> Exercise brief:
Look through the entries below and return all lines including the word "field".

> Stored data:
....

//! Conversions from protobuf responses to domain payloads.

use crate::error::PuppetError;
use crate::protocol::{
    ContactPayloadResponse, FriendshipPayloadResponse, MessagePayloadResponse,
    RoomInvitationPayloadResponse, RoomMemberPayloadResponse, RoomPayloadResponse,
};
use crate::types::{
    ContactGender, ContactPayload, ContactType, FriendshipPayload, FriendshipType,
    MessagePayload, MessageType, RoomInvitationPayload, RoomMemberPayload, RoomPayload,
};

fn invalid_code(field: &str, code: i32) -> PuppetError {
    PuppetError::payload(format!("invalid {field} code: {code}"))
}

impl TryFrom<ContactPayloadResponse> for ContactPayload {
    type Error = PuppetError;

    fn try_from(r: ContactPayloadResponse) -> Result<Self, Self::Error> {
        let gender = ContactGender::from_code(r.gender)
            .ok_or_else(|| invalid_code("contact gender", r.gender))?;
        let contact_type =
            ContactType::from_code(r.r#type).ok_or_else(|| invalid_code("contact type", r.r#type))?;

        Ok(Self {
            id: r.id,
            gender,
            contact_type,
            name: r.name,
            avatar: r.avatar,
            address: r.address,
            alias: r.alias,
            city: r.city,
            friend: r.friend,
            province: r.province,
            signature: r.signature,
            star: r.star,
            weixin: r.weixin,
            corporation: r.corporation,
            title: r.title,
            description: r.description,
            coworker: r.coworker,
            phones: r.phones,
        })
    }
}

impl TryFrom<FriendshipPayloadResponse> for FriendshipPayload {
    type Error = PuppetError;

    fn try_from(r: FriendshipPayloadResponse) -> Result<Self, Self::Error> {
        let friendship_type = FriendshipType::from_code(r.r#type)
            .ok_or_else(|| invalid_code("friendship type", r.r#type))?;

        Ok(Self {
            id: r.id,
            contact_id: r.contact_id,
            hello: r.hello,
            friendship_type,
            stranger: r.stranger,
            ticket: r.ticket,
            scene: r.scene,
        })
    }
}

impl TryFrom<MessagePayloadResponse> for MessagePayload {
    type Error = PuppetError;

    /// The backend numbers message types differently; the type is remapped
    /// to the canonical numbering here.
    fn try_from(r: MessagePayloadResponse) -> Result<Self, Self::Error> {
        let message_type = MessageType::from_server_code(r.r#type)?;

        Ok(Self {
            id: r.id,
            filename: r.filename,
            text: r.text,
            timestamp: r.timestamp,
            message_type,
            talker_id: r.talker_id,
            room_id: r.room_id,
            listener_id: r.listener_id,
            mention_ids: r.mention_ids,
        })
    }
}

impl From<RoomPayloadResponse> for RoomPayload {
    fn from(r: RoomPayloadResponse) -> Self {
        Self {
            id: r.id,
            topic: r.topic,
            avatar: r.avatar,
            owner_id: r.owner_id,
            admin_ids: r.admin_ids,
            member_ids: r.member_ids,
        }
    }
}

impl From<RoomMemberPayloadResponse> for RoomMemberPayload {
    fn from(r: RoomMemberPayloadResponse) -> Self {
        Self {
            id: r.id,
            room_alias: r.room_alias,
            inviter_id: r.inviter_id,
            avatar: r.avatar,
            name: r.name,
        }
    }
}

impl From<RoomInvitationPayloadResponse> for RoomInvitationPayload {
    fn from(r: RoomInvitationPayloadResponse) -> Self {
        Self {
            id: r.id,
            inviter_id: r.inviter_id,
            topic: r.topic,
            member_count: r.member_count,
            member_ids: r.member_ids,
            timestamp: r.timestamp,
            avatar: r.avatar,
            invitation: r.invitation,
            receiver_id: r.receiver_id,
        }
    }
}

....

> Problem solution:
fn invalid_code(field: &str, code: i32) -> PuppetError {
    PuppetError::payload(format!("invalid {field} code: {code}"))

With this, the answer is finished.